Similarly this can work with "or" conditions. If I have a condition of "the ogres are hungry or the Queen is visiting" and I determine the ogres are in fact hungry, I don't need to check if Her Majesty is here in order to know that the condition is true. Only once the ogres have eaten (or otherwise ceased being hungry), do I need to check/keep track of what royalty is visiting. (Well, it is probably not a bad idea to keep track of that anyway, but is it not required to know if my condition is true :smile:).

These same ideas are simply being applied here.

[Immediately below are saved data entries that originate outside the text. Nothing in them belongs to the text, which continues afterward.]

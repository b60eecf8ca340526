use anyhow::{anyhow, Context, Result};
use std::net::SocketAddr;
use std::time::Duration;
use tracing::{info, warn};
use tracing_subscriber::EnvFilter;
use webpulse::config::AppConfig;
use webpulse::geo::GeoLocator;
use webpulse::metrics::Telemetry;
use webpulse::router::create_app_router;
use webpulse::state::AppState;

#[tokio::main]
async fn main() -> Result<()> {
    init_tracing().context("initialize tracing subscriber")?;

    if let Err(err) = run().await {
        tracing::error!(error = ?err, "fatal server error");
        std::process::exit(1);
    }
    Ok(())
}

async fn run() -> Result<()> {
    let config = AppConfig::load().context("load configuration from environment")?;

    if config.prometheus_hex.is_some() {
        info!("metrics shared key loaded");
    } else {
        warn!("PROMETHEUS_HEX not set; metrics scraping stays open");
    }

    let telemetry = Telemetry::new().context("register metric instruments")?;
    let geo = GeoLocator::new(config.geo_endpoint.clone(), config.geo_timeout())
        .context("initialize geolocation client")?;

    let port = config.port;
    let state = AppState::new(config, telemetry, geo);
    let telemetry = state.telemetry.clone();

    let app = create_app_router(state);
    let addr = SocketAddr::from(([0, 0, 0, 0], port));
    let listener = tokio::net::TcpListener::bind(addr)
        .await
        .with_context(|| format!("bind {addr}"))?;
    info!(address = %addr, "webpulse HTTP server starting");

    let _server_handle = tokio::spawn(async move {
        let service = app.into_make_service_with_connect_info::<SocketAddr>();
        if let Err(e) = axum::serve(listener, service).await {
            warn!(error = %e, "HTTP server error");
        }
    });

    let mut ticker = tokio::time::interval(Duration::from_secs(30));
    loop {
        tokio::select! {
            _ = ticker.tick() => {
                info!(
                    active_requests = telemetry.active_requests.get(),
                    signups = telemetry.user_signups.get(),
                    "webpulse heartbeat"
                );
            }
            res = tokio::signal::ctrl_c() => {
                if let Err(err) = res {
                    warn!(error = %err, "ctrl_c listener error");
                }
                info!("Shutdown signal received, exiting");
                break;
            }
        }
    }
    Ok(())
}

fn init_tracing() -> Result<()> {
    let env_filter = std::env::var("RUST_LOG").unwrap_or_else(|_| "info,hyper=warn".to_string());
    tracing_subscriber::fmt()
        .with_env_filter(EnvFilter::new(env_filter))
        .with_target(false)
        .try_init()
        .map_err(|err| anyhow!("tracing subscriber init: {err}"))
}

Molodax commented 4 years ago

The basic idea is that if you evaluate something, and can reach a conclusion while only evaluating certain parts, then the fact that other parts you did not even need to consider have changed cannot change your overall conclusion, at least until one of the criteria you did check has changes.

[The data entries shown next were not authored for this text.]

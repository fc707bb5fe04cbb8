use itertools::Itertools;

use crate::game::difficulty::Difficulty;
use crate::game::quiz::answer::Answer;
use crate::game::quiz::score::Rating;
use crate::game::quiz::view::{OptionMark, QuestionView};
use crate::game::results::ResultsView;
use crate::output::{Message, QuizOutput};

const HELP: &str = "📋 Commands
- `easy`, `medium` or `hard` starts a quiz.
- `1` to `4` picks an option, `answer <text>` picks the option you type.
- `next` and `prev` move between questions once the current one is answered.
- `retry` fetches the questions again, `results` shows the last summary.
- `home` goes back to the start screen, `quit` leaves.";

#[derive(Clone, Debug, Default)]
pub struct TerminalOutput;

impl TerminalOutput {
    pub fn new() -> Self {
        TerminalOutput
    }

    fn interpret_message(&self, message: &Message) -> String {
        use Message::*;
        match message {
            Welcome => {
                let difficulties = Difficulty::ALL
                    .iter()
                    .map(|d| format!("`{}`", d.label()))
                    .join(", ");
                format!(
                    "🎯 Trivia Night\nTest your knowledge! Choose a difficulty to begin: {}.\nType `help` for all commands.",
                    difficulties
                )
            }
            Help => HELP.into(),
            InvalidAction(reason) => format!("⚠️ {}", reason),
            Loading(difficulty) => format!(
                "Loading {} questions... Please wait while we prepare your quiz.",
                difficulty.label()
            ),
            LoadFailed(difficulty, reason) => format!(
                "Oops! Something went wrong while loading {} questions: {}\nType `retry` to try again or `home` to go back.",
                difficulty.label(),
                reason
            ),
            QuestionBegins(view) => self.render_question(view),
            TimeRemaining(remaining) => format!("⏰ {}s remaining!", remaining.as_secs()),
            TimeUp(view) => format!("⌛ Time's up!\n{}", self.render_question(view)),
            AnswerReveal(view) => self.render_question(view),
            Results(view) => self.render_results(view),
        }
    }

    fn render_question(&self, view: &QuestionView) -> String {
        let mut text = format!(
            "\nQuestion {} of {} ({})",
            view.number,
            view.total,
            view.difficulty.display_name()
        );
        if !view.is_locked() {
            text += &format!("  ⏰ {}s", view.remaining_seconds);
        }
        text += &format!("\n{}\n", view.text);

        let options = view
            .options
            .iter()
            .enumerate()
            .map(|(index, option)| {
                let mark = match option.mark {
                    OptionMark::Neutral => "  ",
                    OptionMark::Correct => "✅",
                    OptionMark::Incorrect => "❌",
                };
                format!("{} {}. {}", mark, index + 1, option.label)
            })
            .join("\n");
        text += &options;

        match view.is_correct() {
            None => (),
            Some(true) => text += "\n\n✅ Correct!",
            Some(false) => {
                let verdict = match view.locked_answer {
                    Some(Answer::Timeout) => "⌛ Not answered!",
                    _ => "❌ Incorrect!",
                };
                text += &format!(
                    "\n\n{} The correct answer is: {}",
                    verdict, view.correct_answer
                );
            }
        }

        if view.is_locked() {
            let next = if view.is_last { "finish" } else { "next question" };
            text += &format!("\nType `next` for the {}.", next);
        }
        text
    }

    fn render_results(&self, view: &ResultsView) -> String {
        let headline = match view.rating {
            Rating::Perfect => "Perfect! 🎉",
            Rating::Excellent => "Excellent! 🌟",
            Rating::Good => "Good job! 👍",
            Rating::NotBad => "Not bad! 😊",
            Rating::KeepPracticing => "Keep practicing! 💪",
        };
        let mut text = format!(
            "\n{}\nYour Score: {}\nDifficulty: {}",
            headline,
            view.score,
            view.difficulty.display_name()
        );
        if view.best_score > 0 {
            text += &format!("\nHigh Score: {}/{}", view.best_score, view.score.total);
        }

        text += "\n\n📈 Quiz Summary";
        for line in &view.lines {
            let status = if line.is_correct {
                "✓ Correct"
            } else {
                "✗ Incorrect"
            };
            text += &format!(
                "\nQ{}: {}\n    Your answer: {}\n    Correct answer: {}\n    {}",
                line.number, line.question, line.your_answer, line.correct_answer, status
            );
        }
        text += "\n\nType `retry` to try again or `home` for a new quiz.";
        text
    }
}

impl QuizOutput for TerminalOutput {
    fn say(&self, message: &Message) {
        println!("{}", self.interpret_message(message));
    }
}

#[cfg(test)]
mod tests {
    use super::*;
    use crate::game::quiz::score::Score;
    use crate::game::quiz::view::OptionView;
    use crate::game::results::ResultLine;

    fn question_view(locked_answer: Option<Answer>) -> QuestionView {
        let marks = match &locked_answer {
            None => [OptionMark::Neutral, OptionMark::Neutral],
            Some(Answer::Selected(a)) if a == "Paris" => {
                [OptionMark::Correct, OptionMark::Neutral]
            }
            Some(Answer::Selected(_)) => [OptionMark::Correct, OptionMark::Incorrect],
            Some(Answer::Timeout) => [OptionMark::Correct, OptionMark::Neutral],
        };
        QuestionView {
            number: 1,
            total: 10,
            difficulty: Difficulty::Easy,
            text: "What is the capital of France?".to_owned(),
            options: vec![
                OptionView {
                    label: "Paris".to_owned(),
                    mark: marks[0],
                },
                OptionView {
                    label: "London".to_owned(),
                    mark: marks[1],
                },
            ],
            remaining_seconds: 30,
            locked_answer,
            correct_answer: "Paris".to_owned(),
            is_last: false,
        }
    }

    #[test]
    fn renders_open_question_with_timer() {
        let text = TerminalOutput::new().render_question(&question_view(None));
        assert!(text.contains("Question 1 of 10 (Easy)"));
        assert!(text.contains("⏰ 30s"));
        assert!(text.contains("1. Paris"));
        assert!(text.contains("2. London"));
        assert!(!text.contains("Correct"));
    }

    #[test]
    fn renders_incorrect_pick() {
        let view = question_view(Some(Answer::Selected("London".to_owned())));
        let text = TerminalOutput::new().render_question(&view);
        assert!(text.contains("✅ 1. Paris"));
        assert!(text.contains("❌ 2. London"));
        assert!(text.contains("The correct answer is: Paris"));
        assert!(!text.contains("⏰"));
    }

    #[test]
    fn renders_timeout_as_not_answered() {
        let view = question_view(Some(Answer::Timeout));
        let text = TerminalOutput::new().render_question(&view);
        assert!(text.contains("Not answered"));
    }

    #[test]
    fn hides_high_score_when_zero() {
        let view = ResultsView {
            difficulty: Difficulty::Hard,
            score: Score {
                correct: 0,
                total: 1,
            },
            rating: Rating::KeepPracticing,
            best_score: 0,
            lines: vec![ResultLine {
                number: 1,
                question: "What is the derivative of x²?".to_owned(),
                your_answer: "Not answered".to_owned(),
                correct_answer: "2x".to_owned(),
                is_correct: false,
            }],
        };
        let text = TerminalOutput::new().render_results(&view);
        assert!(text.contains("Your Score: 0/1"));
        assert!(!text.contains("High Score"));
        assert!(text.contains("Your answer: Not answered"));
        assert!(text.contains("✗ Incorrect"));
    }
}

There is a fundamental flaw in such thinking because it implies that events you are evaluating are dependent and, therefore, you perform your evaluation in steps. However, it is not always a true since the issue has been raised not for automation template condition only but also e.g. for binary occupancy sensor. Try your "funny" examples in slightly complicated and more real scenario:

Imagine that you have to learn `the dungeon door is open and there is a unicorn on the 3rd floor balcony' to know whether your unicorn is still in dungeon or already escaped to the 3rd floor. Your door sensor cannot report whether the door is open or closed, it can only report whether the door was moving (a simple motion sensor with some latency period). Simple change of the door sensor from off to on and after some latency to off state doesn't allow you to say whether your unicorn managed to escape or not, that's why you need to know if it appears on the 3rd floor. The new implementation of templates analysis makes it even "funnier" because now your template will behave differently depending if you check the balcony or the door first and their states.

This makes templates "useful" in a very narrow application and not a logical/reliable/universal tool anymore. Again, it worked prior to 0.115.

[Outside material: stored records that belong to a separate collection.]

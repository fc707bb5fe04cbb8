use std::env;
use std::time::Duration;

pub const OPEN_TRIVIA_API_URL: &str = "https://opentdb.com/api.php";

#[derive(Clone, Debug)]
pub struct Settings {
    pub question_duration: Duration,
    pub question_count: usize,
    pub tick_interval: Duration,
    pub time_warnings: Vec<Duration>,
    pub api_url: String,
    pub request_timeout: Duration,
    pub offline: bool,
}

impl Default for Settings {
    fn default() -> Self {
        Settings {
            question_duration: Duration::from_secs(30),
            question_count: 10,
            tick_interval: Duration::from_secs(1),
            time_warnings: vec![
                Duration::from_secs(20),
                Duration::from_secs(10),
                Duration::from_secs(5),
            ],
            api_url: OPEN_TRIVIA_API_URL.to_owned(),
            request_timeout: Duration::from_secs(10),
            offline: false,
        }
    }
}

impl Settings {
    /// Defaults, adjusted by `TRIVIA_API_URL` and `TRIVIA_OFFLINE`.
    pub fn from_env() -> Self {
        let mut settings = Settings::default();
        if let Ok(api_url) = env::var("TRIVIA_API_URL") {
            settings.api_url = api_url;
        }
        if let Ok(offline) = env::var("TRIVIA_OFFLINE") {
            settings.offline = matches!(offline.trim(), "1" | "true" | "yes");
        }
        settings
    }
}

KevinCathcart commented 4 years ago

I made no assumption that the events are dependent. I never assumed the unicorn was in the dungeon. These are two completely independent events. Nor are we evaluating the condition in steps. We always evaluate the condition from scratch. What is done is short circuiting. If while evaluating a condtion it becomes possible to reach a conclusion on the whole condition without evaluating part of it then we stop, because there is no point in evaluating the rest if it cannot possibly change the outcome. (Just like in a best 2 out of 3 match of some game, people usually don't bother to play the third game if the same person won the first two, since the third one cannot change the overall outcome).

Consider a more obviously independent scenario: two old school light switches. Lets assume they are not even connected to anything, because that doesn't matter. They are located on different floors. You are asked to manually evaluate if switch 1 is on and switch 2 is on. You are on the same floor as switch 1, and can see that it happens to be off. In this particular scenario, do you need to go check the other switch to know if your condition is true or false? Of course not.

If on the other hand, that first switch was on, then you would need to check the second one. But in this scenario the first one is off. Is it ever possible for the condition to become true if nobody flips switch 1 to on? No, obviously not. You only need to check/start trying to keep track of the state of switch 2 once switch one is flipped on.

Basically we are taking advantage of the mathematical fact that in a boolean expression of the form: A(x) ∧ B(y), where A and B are Boolean functions, for any possible value of r, s, t, and u, if A(r) is false, and thus A(r) ∧ B(s) is false, A(t) ∧ B(u) will also be false if r=t regardless of what differences might exist between s and u. This is because if r=t then A(r)=A(t), and we know A(r) is false, so false=A(t).

Similar but different logic applies to the the OR case.